Upset, the man began to ramble. He was soft-spoken, and Hiroji had to lean forward to catch all the words. The man described waking, suddenly, on the wet ground, his entire body convulsed with pain. Things were broken, blood was sticky on his fingers, but he couldn’t remember why, he didn’t know how this had happened. For hours, maybe days, he had walked in a dream, not comprehending how things moved in the world. Cars hurried down on him. There were too many voices speaking too many languages and he didn’t know which one belonged to him. His stomach hurt and his legs felt empty, but he didn’t know that this hollowness was hunger. He had no memories, no thoughts, no ideas, nothing. Everything had been taken away, that much he understood, but by whom and when did it happen? He walked to the middle of the Pattullo Bridge and stood there for a long time and the river kept flowing, he saw timber bobbing on the surface, log booms and log traffic, a gull standing on a bit of rope, and he had the sensation that both sides of the river were tightening like a vise. Someone had tricked him, someone had come in the night and robbed him of his possessions.
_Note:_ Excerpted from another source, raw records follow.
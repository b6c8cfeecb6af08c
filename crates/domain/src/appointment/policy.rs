use async_trait::async_trait;
use chrono::NaiveDateTime;
use common::DoctorId;

use crate::error::DomainError;

/// Decides whether a doctor can be booked at a given time.
///
/// When a scheduler is built with a policy, bookings the policy rejects fail
/// with `DoctorUnavailable`.
#[async_trait]
pub trait AvailabilityPolicy: Send + Sync {
    /// Returns true if the doctor accepts appointments at `at`.
    async fn is_available(&self, doctor_id: DoctorId, at: NaiveDateTime)
    -> Result<bool, DomainError>;
}
//! API error types with HTTP response mapping.

use axum::extract::rejection::{JsonRejection, QueryRejection};
use axum::http::StatusCode;
use axum::response::{IntoResponse, Response};
use domain::{DomainError, ErrorKind};

/// API-level error type that maps to HTTP responses.
#[derive(Debug)]
pub enum ApiError {
    /// Bad request from the client.
    BadRequest(String),
    /// Domain logic error.
    Domain(DomainError),
}

impl IntoResponse for ApiError {
    fn into_response(self) -> Response {
        let (status, message) = match self {
            ApiError::BadRequest(msg) => (StatusCode::BAD_REQUEST, msg),
            ApiError::Domain(err) => domain_error_to_response(err),
        };

        let body = serde_json::json!({ "error": message });
        (status, axum::Json(body)).into_response()
    }
}

fn domain_error_to_response(err: DomainError) -> (StatusCode, String) {
    let status = match err.kind() {
        ErrorKind::Validation => StatusCode::BAD_REQUEST,
        ErrorKind::NotFound => StatusCode::NOT_FOUND,
        ErrorKind::Conflict => StatusCode::CONFLICT,
        ErrorKind::Internal => {
            tracing::error!(error = %err, "internal server error");
            StatusCode::INTERNAL_SERVER_ERROR
        }
    };
    (status, err.to_string())
}

impl From<DomainError> for ApiError {
    fn from(err: DomainError) -> Self {
        ApiError::Domain(err)
    }
}

impl From<JsonRejection> for ApiError {
    fn from(rejection: JsonRejection) -> Self {
        ApiError::BadRequest(rejection.body_text())
    }
}

impl From<QueryRejection> for ApiError {
    fn from(rejection: QueryRejection) -> Self {
        ApiError::BadRequest(rejection.body_text())
    }
}

/// Parses a path segment into a typed id.
pub fn parse_id<T>(raw: &str, what: &str) -> Result<T, ApiError>
where
    T: std::str::FromStr<Err = uuid::Error>,
{
    raw.parse()
        .map_err(|e| ApiError::BadRequest(format!("Invalid {what} ID format: {e}")))
}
“I got up on the railing,” he told Hiroji. “I looked at the world and I thought, What now? What happens now? I wasn’t angry. I just wanted to stand there and ask my question. I wanted someone to acknowledge me.”
He stared up at the lights of the café, wild-eyed.
The man was starving. Hiroji caught the waitress’s attention and asked if there was any more food to be had. The girl was young and she gazed at them with curious eyes. She returned with a few slices of bread, an enormous hunk of cheese, and a little dish of jam. “The owner’s fridge,” she said. “But he won’t be back until after the weekend.”
The man ate intently.
“Someone found you and brought you to the hospital,” Hiroji said. He had a glimmer, now, of a patient he had long forgotten.
The man swallowed the bread that was in his mouth. He reached for a water glass that wasn’t there, then let his hand rest limply on the table. “The others called me John. Johnny Doe. That was unkind, wasn’t it? A name that shouts that no one’s home. Useless. You called me James.”
“But it was long ago, wasn’t it?”
The man smiled. “You’re asking me? That seems a problem, Doctor. Did you fall and hit your head too? It must be thirty years at least.”
“I remember that we discharged you.”
“I’ve done all the tests: PET, SPECT, fMRI, EEG. Even a polygraph, in case I was just a liar.” He picked up a piece of bread, wiped it in the remaining jam, and then added the last rectangle of cheese. “I met a woman from St. John. I met her at the theatre. She invited me to her house for a visit. I could make it there tomorrow but I have no money for the bus.”